Raving has taught me:
- To be less judgmental
Everyone on that dance floor is just a person trying to feel alive for a few hours. The outfits, the dancing, the vulnerability—it all softened something in me. - To connect without words
Eye contact has always been hard for me, a shared smile, a hand extended when the drop hits—these are tiny, electric reminders that we are not alone. - That I’m a co-creator of my experience
I used to feel like life just “happened” to me. This year, I started to understand that: - I choose which events I show up to.
- I choose how open I am.
- I choose whether I stay on the sidelines or step into the middle of the floor.
Raving helped me reclaim joy as something active, something I participate in, not just something I wait around hoping will show up.
Becoming a Better Cat Mom
It might sound small compared to diagnoses and deep inner work, but honestly, my cats have been part of my emotional curriculum this year.
I’ve gotten better at:
- Noticing their needs without projecting my own anxiety onto them.
- Keeping up with their routines—food, play, vet visits—even when my executive function is struggling.
- Letting their presence pull me out of my own head.
They’ve taught me:
- Consistency is a form of love.
- Care doesn’t have to be grand to be meaningful.
- Sometimes, sitting quietly next to someone (or somecat) is enough.
My Goals for Next Year
As I look ahead, I don’t want to build next year on pressure or fear.

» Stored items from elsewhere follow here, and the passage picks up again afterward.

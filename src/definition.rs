//! Introspection snapshots of validator configuration.
//!
//! A [`Definition`] is a plain structural copy of a validator's
//! configuration — type tag, required flag, bounds, enumerations, and
//! nested shape — suitable for documentation or client-facing schema
//! export. Custom transforms are opaque functions and are not captured.

use indexmap::IndexMap;
use serde::Serialize;
use serde_json::Value;

use crate::core::Kind;

/// Data-only description of a validator's configuration.
///
/// Snapshots are structurally comparable: calling
/// [`definition`](crate::Validate::definition) twice on the same
/// validator yields equal values.
///
/// # Examples
///
/// ```
/// use shapecheck::{string, Kind, Validate};
///
/// let def = string().min(3).definition();
/// assert_eq!(def.kind, Kind::String);
/// assert_eq!(def.min, Some(3.0));
/// assert!(def.required);
/// ```
#[derive(Debug, Clone, PartialEq, Serialize)]
pub struct Definition {
    /// The validator's kind tag.
    #[serde(rename = "type")]
    pub kind: Kind,
    /// Whether an absent input fails validation.
    pub required: bool,
    /// Configured minimum (string/array length, number value).
    #[serde(skip_serializing_if = "Option::is_none")]
    pub min: Option<f64>,
    /// Configured maximum.
    #[serde(skip_serializing_if = "Option::is_none")]
    pub max: Option<f64>,
    /// Whitelisted values, if any.
    #[serde(skip_serializing_if = "Option::is_none")]
    pub allowed: Option<Vec<Value>>,
    /// Blacklisted values, if any.
    #[serde(skip_serializing_if = "Option::is_none")]
    pub disallowed: Option<Vec<Value>>,
    /// Unknown-key policy (object kind only).
    #[serde(skip_serializing_if = "Option::is_none")]
    pub unknown: Option<bool>,
    /// Nested shape (container kinds only).
    #[serde(skip_serializing_if = "Option::is_none")]
    pub items: Option<Items>,
}

/// Nested shape of a container definition.
#[derive(Debug, Clone, PartialEq, Serialize)]
#[serde(untagged)]
pub enum Items {
    /// The array element definition.
    Element(Box<Definition>),
    /// Object field definitions, in declaration order.
    Fields(IndexMap<String, Definition>),
}

impl Definition {
    pub(crate) fn new(kind: Kind, required: bool) -> Self {
        Self {
            kind,
            required,
            min: None,
            max: None,
            allowed: None,
            disallowed: None,
            unknown: None,
            items: None,
        }
    }
}
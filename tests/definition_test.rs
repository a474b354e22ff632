//! Definition introspection: structural snapshots, idempotence, and
//! JSON export.

use pretty_assertions::assert_eq;
use serde_json::json;
use shapecheck::definition::Items;
use shapecheck::prelude::*;

// ============================================================================
// SCALAR SNAPSHOTS
// ============================================================================

#[test]
fn scalar_definition_captures_configuration() {
    let def = string().min(2).max(8).whitelist(["a", "ab"]).definition();
    assert_eq!(def.kind, Kind::String);
    assert!(def.required);
    assert_eq!(def.min, Some(2.0));
    assert_eq!(def.max, Some(8.0));
    assert_eq!(def.allowed, Some(vec![json!("a"), json!("ab")]));
    assert_eq!(def.disallowed, None);
    assert_eq!(def.items, None);
}

#[test]
fn definition_reflects_the_shared_required_flag() {
    let schema = number();
    let optional = schema.optional();
    // Both handles snapshot the same configuration.
    assert!(!schema.definition().required);
    assert!(!optional.definition().required);
}

#[test]
fn snapshots_are_idempotent() {
    let schema = object(fields! {
        "name" => string().min(1),
        "scores" => array(number().max(10.0)).optional(),
    })
    .unknown(true);
    assert_eq!(schema.definition(), schema.definition());
}

#[test]
fn custom_transforms_are_not_introspectable() {
    let plain = string().min(3).definition();
    let with_transforms = string().min(3).custom(|v| Ok(v)).email().definition();
    assert_eq!(plain, with_transforms);
}

// ============================================================================
// CONTAINER SNAPSHOTS
// ============================================================================

#[test]
fn array_definition_nests_the_element() {
    let def = array(number().min(1.0)).max(5).definition();
    assert_eq!(def.kind, Kind::Array);
    assert_eq!(def.max, Some(5.0));
    match def.items {
        Some(Items::Element(element)) => {
            assert_eq!(element.kind, Kind::Number);
            assert_eq!(element.min, Some(1.0));
        }
        other => panic!("expected element items, got {other:?}"),
    }
}

#[test]
fn object_definition_nests_fields_in_declaration_order() {
    let def = object(fields! {
        "foo" => string(),
        "bar" => number().optional(),
    })
    .definition();
    assert_eq!(def.kind, Kind::Object);
    assert_eq!(def.unknown, Some(false));
    match def.items {
        Some(Items::Fields(items)) => {
            let names: Vec<_> = items.keys().cloned().collect();
            assert_eq!(names, ["foo", "bar"]);
            assert!(items["foo"].required);
            assert!(!items["bar"].required);
        }
        other => panic!("expected field items, got {other:?}"),
    }
}

// ============================================================================
// JSON EXPORT
// ============================================================================

#[test]
fn definitions_serialize_for_schema_export() {
    let def = object(fields! {
        "age" => number().min(13.0),
    })
    .definition();
    let exported = serde_json::to_value(&def).unwrap();
    assert_eq!(
        exported,
        json!({
            "type": "object",
            "required": true,
            "unknown": false,
            "items": {
                "age": { "type": "number", "required": true, "min": 13.0 }
            }
        })
    );
}
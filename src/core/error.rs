//! Validation failure types.
//!
//! A [`ValidationError`] carries a machine-readable [`ErrorKind`], the
//! dotted/bracketed path of the failing sub-value, a human-readable
//! message, and optional key/value params for tooling.
//!
//! String fields use `Cow<'static, str>` for zero-allocation in the
//! common case of static messages.

use std::borrow::Cow;
use std::fmt;

use smallvec::SmallVec;

// ============================================================================
// ERROR KIND
// ============================================================================

/// Machine-readable category of a validation failure.
///
/// The message text on [`ValidationError`] is the human-readable payload;
/// programmatic handling should match on this discriminant instead.
#[derive(Debug, Clone, Copy, PartialEq, Eq, Hash)]
pub enum ErrorKind {
    /// A required value was absent.
    Required,
    /// The runtime type of the value did not match the validator's kind.
    TypeMismatch,
    /// A string could not be coerced to a number.
    InvalidNumber,
    /// A string could not be coerced to a boolean.
    InvalidBoolean,
    /// The measured quantity fell below the configured minimum.
    BelowMinimum,
    /// The measured quantity exceeded the configured maximum.
    AboveMaximum,
    /// The value was not a member of the configured whitelist.
    NotWhitelisted,
    /// The value was a member of the configured blacklist.
    Blacklisted,
    /// A declared required field was missing from an object input.
    MissingRequiredKey,
    /// An undeclared field was present and unknown keys are not allowed.
    UnknownKey,
    /// The value failed the built-in email-shape check.
    InvalidEmail,
    /// A user-supplied custom transform signalled a failure.
    Custom,
}

impl ErrorKind {
    /// Stable snake_case code for logs and serialized output.
    #[must_use]
    pub const fn as_str(self) -> &'static str {
        match self {
            Self::Required => "required",
            Self::TypeMismatch => "type_mismatch",
            Self::InvalidNumber => "invalid_number",
            Self::InvalidBoolean => "invalid_boolean",
            Self::BelowMinimum => "below_minimum",
            Self::AboveMaximum => "above_maximum",
            Self::NotWhitelisted => "not_whitelisted",
            Self::Blacklisted => "blacklisted",
            Self::MissingRequiredKey => "missing_required_key",
            Self::UnknownKey => "unknown_key",
            Self::InvalidEmail => "invalid_email",
            Self::Custom => "custom",
        }
    }
}

impl fmt::Display for ErrorKind {
    fn fmt(&self, f: &mut fmt::Formatter<'_>) -> fmt::Result {
        f.write_str(self.as_str())
    }
}

// ============================================================================
// VALIDATION ERROR
// ============================================================================

type Params = SmallVec<[(Cow<'static, str>, Cow<'static, str>); 2]>;

/// A structured validation error identifying the offending path and reason.
///
/// Validation is fail-fast: the first violation anywhere in the tree is
/// the only one reported, and it aborts the whole `validate` call.
///
/// # Examples
///
/// ```
/// use shapecheck::{string, ErrorKind, Validate};
/// use serde_json::json;
///
/// let err = string().min(3).validate(&json!("ab")).unwrap_err();
/// assert_eq!(err.kind(), ErrorKind::BelowMinimum);
/// assert_eq!(err.path(), "");
/// assert_eq!(err.message(), "Minimum of 3 characters required");
/// ```
#[derive(Debug, Clone)]
pub struct ValidationError {
    kind: ErrorKind,
    path: String,
    message: Cow<'static, str>,
    params: Params,
}

impl ValidationError {
    /// Creates a new validation error.
    pub fn new(
        kind: ErrorKind,
        message: impl Into<Cow<'static, str>>,
        path: impl Into<String>,
    ) -> Self {
        Self {
            kind,
            path: path.into(),
            message: message.into(),
            params: SmallVec::new(),
        }
    }

    /// The failure category.
    #[must_use]
    pub fn kind(&self) -> ErrorKind {
        self.kind
    }

    /// Location of the failing sub-value relative to the root (`""` at
    /// the root, `"user.email"`, `"items[2]"`, ...).
    #[must_use]
    pub fn path(&self) -> &str {
        &self.path
    }

    /// Human-readable reason.
    #[must_use]
    pub fn message(&self) -> &str {
        &self.message
    }

    /// Adds a key/value detail to the error.
    #[must_use = "builder methods must be chained or built"]
    pub fn with_param(
        mut self,
        key: impl Into<Cow<'static, str>>,
        value: impl Into<Cow<'static, str>>,
    ) -> Self {
        self.params.push((key.into(), value.into()));
        self
    }

    /// Looks up a param value by key.
    #[must_use]
    pub fn param(&self, key: &str) -> Option<&str> {
        self.params
            .iter()
            .find(|(k, _)| k.as_ref() == key)
            .map(|(_, v)| v.as_ref())
    }

    /// Renders the error in its serialized wire shape:
    /// `{ "message": "Invalid Data", "details": { "path", "message" } }`.
    #[must_use]
    pub fn to_json_value(&self) -> serde_json::Value {
        serde_json::json!({
            "message": "Invalid Data",
            "details": {
                "path": self.path,
                "message": self.message,
            },
        })
    }
}

impl fmt::Display for ValidationError {
    fn fmt(&self, f: &mut fmt::Formatter<'_>) -> fmt::Result {
        if self.path.is_empty() {
            write!(f, "{}: {}", self.kind, self.message)
        } else {
            write!(f, "[{}] {}: {}", self.path, self.kind, self.message)
        }
    }
}

impl std::error::Error for ValidationError {}

// ============================================================================
// CONVENIENCE CONSTRUCTORS
// ============================================================================

/// What a bound counts, for range error messages.
#[derive(Debug, Clone, Copy)]
pub(crate) enum Measured {
    /// String length ("... characters required").
    Chars,
    /// Array length ("... elements required").
    Elements,
    /// The numeric value itself.
    Value,
}

impl Measured {
    fn bound_message(self, which: &str, bound: impl fmt::Display) -> String {
        match self {
            Self::Chars => format!("{which} of {bound} characters required"),
            Self::Elements => format!("{which} of {bound} elements required"),
            Self::Value => format!("{which} of {bound} required"),
        }
    }
}

impl ValidationError {
    pub(crate) fn required(path: &str) -> Self {
        Self::new(ErrorKind::Required, "Required", path)
    }

    pub(crate) fn type_mismatch(path: &str, expected: crate::core::Kind) -> Self {
        Self::new(
            ErrorKind::TypeMismatch,
            format!("Invalid type expected: {expected}"),
            path,
        )
        .with_param("expected", expected.as_str())
    }

    pub(crate) fn invalid_number(path: &str) -> Self {
        Self::new(ErrorKind::InvalidNumber, "Invalid number", path)
    }

    pub(crate) fn invalid_boolean(path: &str) -> Self {
        Self::new(
            ErrorKind::InvalidBoolean,
            "String cannot be converted to true/false",
            path,
        )
    }

    pub(crate) fn below_minimum(
        path: &str,
        measured: Measured,
        min: impl fmt::Display,
        actual: impl fmt::Display,
    ) -> Self {
        Self::new(
            ErrorKind::BelowMinimum,
            measured.bound_message("Minimum", &min),
            path,
        )
        .with_param("min", min.to_string())
        .with_param("actual", actual.to_string())
    }

    pub(crate) fn above_maximum(
        path: &str,
        measured: Measured,
        max: impl fmt::Display,
        actual: impl fmt::Display,
    ) -> Self {
        Self::new(
            ErrorKind::AboveMaximum,
            measured.bound_message("Maximum", &max),
            path,
        )
        .with_param("max", max.to_string())
        .with_param("actual", actual.to_string())
    }

    pub(crate) fn not_whitelisted<T: fmt::Display>(path: &str, allowed: &[T]) -> Self {
        Self::new(
            ErrorKind::NotWhitelisted,
            format!("Invalid value, must be one of: {}", join(allowed)),
            path,
        )
    }

    pub(crate) fn blacklisted<T: fmt::Display>(path: &str, disallowed: &[T]) -> Self {
        Self::new(
            ErrorKind::Blacklisted,
            format!("Invalid value, must NOT be one of: {}", join(disallowed)),
            path,
        )
    }

    pub(crate) fn missing_required_key(path: &str) -> Self {
        Self::new(ErrorKind::MissingRequiredKey, "Missing required keys", path)
    }

    pub(crate) fn unknown_key(path: &str, key: &str) -> Self {
        Self::new(
            ErrorKind::UnknownKey,
            format!("Unknown key not allowed {key}"),
            path,
        )
        .with_param("key", key.to_owned())
    }
}

fn join<T: fmt::Display>(values: &[T]) -> String {
    values
        .iter()
        .map(ToString::to_string)
        .collect::<Vec<_>>()
        .join(", ")
}

// ============================================================================
// CUSTOM TRANSFORM FAILURE
// ============================================================================

/// Failure descriptor returned by a custom transform.
///
/// A transform either replaces the value or rejects it with one of these;
/// the rejection surfaces as a [`ValidationError`] of kind
/// [`ErrorKind::Custom`] carrying the descriptor's message and the path
/// active at the point of failure.
///
/// # Examples
///
/// ```
/// use shapecheck::{number, CustomError, Validate};
/// use serde_json::json;
///
/// let seat = number().custom(|n| {
///     if n < 1.0 {
///         Err(CustomError::new("No such seat"))
///     } else {
///         Ok(n)
///     }
/// });
/// assert!(seat.validate(&json!(0.5)).is_err());
/// ```
#[derive(Debug, Clone, thiserror::Error)]
#[error("{message}")]
pub struct CustomError {
    pub(crate) kind: ErrorKind,
    pub(crate) message: Cow<'static, str>,
}

impl CustomError {
    /// Creates a failure descriptor with the given message.
    pub fn new(message: impl Into<Cow<'static, str>>) -> Self {
        Self {
            kind: ErrorKind::Custom,
            message: message.into(),
        }
    }

    /// Built-in transforms report under their own kind.
    pub(crate) fn with_kind(kind: ErrorKind, message: &'static str) -> Self {
        Self {
            kind,
            message: Cow::Borrowed(message),
        }
    }

    /// The rejection message.
    #[must_use]
    pub fn message(&self) -> &str {
        &self.message
    }
}

impl From<&'static str> for CustomError {
    fn from(message: &'static str) -> Self {
        Self::new(message)
    }
}

impl From<String> for CustomError {
    fn from(message: String) -> Self {
        Self::new(message)
    }
}

// ============================================================================
// TESTS
// ============================================================================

I want it to be built on choice, intention, and self-trust.
Here’s what I’m carrying forward:
1. Staying with my fitness, gently
I want movement to be:
- Something that helps me feel strong, grounded, and more present in my body.
- Not a punishment. Not a way to “fix” myself.
- Flexible enough to adapt to my energy, my cycles, and my neurodivergent rhythms.
2. Not being forced into choices I’m not ready for
I’m done with:
- Rushing decisions because I’m afraid of losing someone.
- Saying “yes” just to avoid conflict.
- Forcing myself into timelines that don’t feel right in my bones.
Next year, I want to:
- Listen to my intuition and my nervous system.
- Take my time with big choices: relationships, moves, commitments.
- Trust that if something is truly right for me, it won’t require me to betray myself to keep it.
3. Deepening my relationships
With friends, I want:
- More honest conversations.
- More intentional time together—online or offline.
- More letting people see me as I am, not just as I think I should be.
With myself, I want:
- More softness in how I talk to myself.
- More rest without guilt.
- More creativity and play, even if it “doesn’t produce anything.”
A Final Thank You to My Friends
To my friends—old, new, near, far, rave-floor, couch-call, meme-senders, deep-talkers:
Thank you.
Thank you for:
- Letting me be weird, intense, quiet, loud, scattered, passionate—all of it.
- Celebrating my wins, even the tiny ones like “I made the phone call” or “I left the house today.”
- Staying, even when I disappeared for a bit.
- Telling me the truth gently, and holding me when I couldn’t hold myself.
If this year has taught me anything, it’s that healing doesn’t happen in isolation. It happens in connection—with therapists, with dance floors, with old loves who write long emails, with cats who curl up on our chests, and with friends who keep choosing us, again and again.
This year, I started to believe that I’m allowed to choose myself, too.